Sunday, June 11, 2006

Deep Magic

Exploring the writings of contemporary theologians on atonement, I came across articles by Edith Humphrey. She is from Montreal and taught for several years at Augustine College in Ottawa.

Here is a sample of her writing on atonement.

    When we try to ask questions about the necessity of the cross, about the necessity that the God-Man should die for us, words fail. Immediately as we say this, we remember that in the garden, Jesus had a choice, and that is what makes this act all the more wonderful. Rev. 5 speaks of the Lamb, the one who is given as Saviour and Spouse to God’s people, slain from the foundation of the earth.

    We are, to use the words of C. S. Lewis, in the realm of “deep magic”, “magic from the dawn of time.” Perhaps, shrinking from the numerous ways that this part of the story is told in the Scriptures, we want to ask, “Why wouldn’t the righteous, perfect life of the Last Adam be enough to effect reconciliation?” Many answers have been given to that, including the importance of God’s justice, and the like.

    We may want to speculate, along with a few of our elder brothers and sisters in the Church, that the incarnation might have been sufficient for God to share with us his glory, but because of the fall, the depth of human experience, crucifixion, death, and the utter descent, abandonment, had also to be plumbed.

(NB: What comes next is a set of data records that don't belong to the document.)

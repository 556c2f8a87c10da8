use std::io::Write;
use std::thread;
use std::time::Duration;

use gpio_cdev::{Chip, LineHandle, LineRequestFlags};
use spidev::{SpiModeFlags, Spidev, SpidevOptions};

use super::error::{DriverError, Result};

const SPI_CHUNK_SIZE: usize = 4096;
const BUSY_POLL: Duration = Duration::from_millis(10);

/// How a controller's BUSY line is read at the start of a wait.
#[derive(Clone, Copy, Debug, PartialEq, Eq)]
pub enum BusyPolicy {
    /// BUSY low means working; return as soon as it reads high.
    PollUntilHigh,
    /// The Inky does not always drive BUSY. A line already high when the wait
    /// starts is not trusted and the whole timeout is slept instead.
    SettleIfHighAtEntry,
}

#[derive(Clone, Copy, Debug)]
pub struct Pins {
    pub cs: u32,
    pub dc: u32,
    pub reset: u32,
    pub busy: u32,
}

impl Pins {
    /// Pimoroni Inky HAT wiring.
    pub const INKY: Pins = Pins {
        cs: 8,
        dc: 22,
        reset: 27,
        busy: 17,
    };

    /// Waveshare e-Paper HAT wiring.
    pub const WAVESHARE: Pins = Pins {
        cs: 8,
        dc: 25,
        reset: 17,
        busy: 24,
    };
}

/// Command/data SPI link plus the reset and busy lines shared by both controller families.
pub struct PanelBus {
    spi: Spidev,
    cs: LineHandle,
    dc: LineHandle,
    reset: LineHandle,
    busy: LineHandle,
    busy_policy: BusyPolicy,
}

impl PanelBus {
    pub fn open(
        spi_path: &str,
        gpio_chip: &str,
        pins: Pins,
        speed_hz: u32,
        busy_policy: BusyPolicy,
    ) -> Result<Self> {
        let mut chip = Chip::new(gpio_chip)?;

        let cs = chip
            .get_line(pins.cs)?
            .request(LineRequestFlags::OUTPUT, 1, "paperpost-cs")?;
        let dc = chip
            .get_line(pins.dc)?
            .request(LineRequestFlags::OUTPUT, 0, "paperpost-dc")?;
        let reset = chip
            .get_line(pins.reset)?
            .request(LineRequestFlags::OUTPUT, 1, "paperpost-reset")?;
        let busy = chip
            .get_line(pins.busy)?
            .request(LineRequestFlags::INPUT, 0, "paperpost-busy")?;

        drop(chip);

        let mut spi = Spidev::open(spi_path)?;
        let options = SpidevOptions::new()
            .bits_per_word(8)
            .max_speed_hz(speed_hz)
            .mode(SpiModeFlags::SPI_MODE_0 | SpiModeFlags::SPI_NO_CS)
            .build();
        spi.configure(&options)?;

        Ok(Self {
            spi,
            cs,
            dc,
            reset,
            busy,
            busy_policy,
        })
    }

    pub fn hardware_reset(&mut self, pulse: Duration) -> Result<()> {
        self.reset.set_value(1)?;
        thread::sleep(pulse);
        self.reset.set_value(0)?;
        thread::sleep(pulse);
        self.reset.set_value(1)?;
        thread::sleep(pulse);
        Ok(())
    }

    /// Both controllers pull BUSY low while working.
    pub fn wait_until_idle(&mut self, timeout: Duration) -> Result<()> {
        let busy = &self.busy;
        wait_for_busy(
            self.busy_policy,
            timeout,
            || Ok(busy.get_value()? != 0),
            thread::sleep,
        )
    }

    pub fn send_command(&mut self, command: u8) -> Result<()> {
        self.write_spi(false, &[command])
    }

    pub fn send_data(&mut self, data: &[u8]) -> Result<()> {
        if data.is_empty() {
            return Ok(());
        }
        self.write_spi(true, data)
    }

    pub fn send_command_data(&mut self, command: u8, data: &[u8]) -> Result<()> {
        self.send_command(command)?;
        self.send_data(data)
    }

    fn write_spi(&mut self, is_data: bool, payload: &[u8]) -> Result<()> {
        self.dc.set_value(if is_data { 1 } else { 0 })?;
        self.cs.set_value(0)?;

        let written = payload
            .chunks(SPI_CHUNK_SIZE)
            .try_for_each(|chunk| self.spi.write_all(chunk));

        // Release chip select even when the transfer failed.
        self.cs.set_value(1)?;
        written?;
        Ok(())
    }
}

fn wait_for_busy(
    policy: BusyPolicy,
    timeout: Duration,
    mut idle: impl FnMut() -> Result<bool>,
    mut sleep: impl FnMut(Duration),
) -> Result<()> {
    if policy == BusyPolicy::SettleIfHighAtEntry && idle()? {
        sleep(timeout);
        return Ok(());
    }

    let mut waited = Duration::ZERO;
    while waited < timeout {
        if idle()? {
            return Ok(());
        }
        sleep(BUSY_POLL);
        waited += BUSY_POLL;
    }
    Err(DriverError::Timeout("busy", timeout))
}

Or, to change the metaphor, the wages of sin is death; Or, to change the metaphor, the Lamb must be a slaughtered as well as a standing victorious Lamb.

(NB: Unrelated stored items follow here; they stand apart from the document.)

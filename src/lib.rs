pub mod adapter;
pub mod banner;
pub mod camera;
pub mod config;
pub mod convert;
pub mod displays;
pub mod error;
pub mod exif;
pub mod job;
pub mod panel;
pub mod queue;
pub mod service;
pub mod slideshow;
pub mod upload;
pub mod worker;

pub use adapter::PanelAdapter;
pub use camera::{Camera, CommandCamera, NoCamera};
pub use config::{Config, PanelKind};
pub use convert::{ConvertOptions, Frame, IndexedPlane, Plane, convert};
pub use displays::{DriverError, EpdDriver, PreviewDriver};
pub use error::{ConversionError, Error, Result};
pub use job::Job;
pub use panel::{ColorMode, PanelSpec, Rotation};
pub use queue::DisplayQueue;
pub use service::{DisplayService, ServiceStatus, UploadedFile};
pub use slideshow::SlideshowScheduler;
pub use worker::QueueWorker;

#[cfg(target_os = "linux")]
pub use displays::{Epd4in2bV2, Epd4in2bV2Config, InkyUc8159, InkyUc8159Config, Pins};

    Sometimes contemporary theologians point to the multiplicity of images in Scriptures for this great mystery in order to relativise, or to avoid the pictures that they find uncomfortable. What a desolation! The effect of the pictures is to point to a truth that is deeper, not less disturbing or challenging than the stories we currently shy away from -- the atonement was more costly, not less, than a earthly sacrifice; the battle was more intense, not less, than a human conflict; the journey was more arduous, not less, than the toughest human exploration; the price paid was beyond all human reasoning.

    -------------

    In the end, we go back again and again to Scripture, and to the enacted event of Jesus’ life, death and resurrection, the Eucharist, to be nourished and to have formed in us the mind of Christ. There, we see hear Paul and the gospels insisting on the historicity of what has been done for us, of God’s actions for Israel and through Messiah Jesus for the world, and of the mystery of Victory over sin and Death through the life, death and resurrection of our Lord. There we see them also glorying in the far-reaching aspects of this victory, a victory so deep and intimate that, through the work of the Holy Spirit, it declares innocent but also changes the person, each person who is in Christ, so that “glimpsed” glory becomes increasing glory.

    Both Paul in his letters, and John in his visions, bring together the different variations of the story, reminding us that we need all the pictures, all of them accentuated, each of the songs played with all the stops out, each story taken to its fullest climax, without being used to qualifying or nullify the another. In Romans 5:9-11, we hear these words:

      "9 Since we have now been justified by his blood, how much more shall we be saved from God's wrath through him! 10For if, when we were God's enemies, we were reconciled to him through the death of his Son, how much more, having been reconciled, shall we be saved through his life! 11Not only is this so, but we also rejoice in God through our Lord Jesus Christ, through whom we have now received reconciliation."

    Here Paul speaks of atonement as justification, as the effect of blood sacrifice, as the removal of God’s wrath, and as reconciliation. John, in his vision, shows to us the Lamb: the Lamb who is both Victim and Victor, the Lamb who Interprets the meaning of the world, opening the scroll of mystery, the Lamb who also Mystifies, showing things that are beyond our ken, the Lamb who makes his dwelling with us, and is to be our Spouse, and the Lamb who invites -- invites to the tree and water of life.

Note: That was a pretty short break. However, these are just things that I am reading, not part of the earlier story which was the first chapter of my blog. I guess I won't stop reading.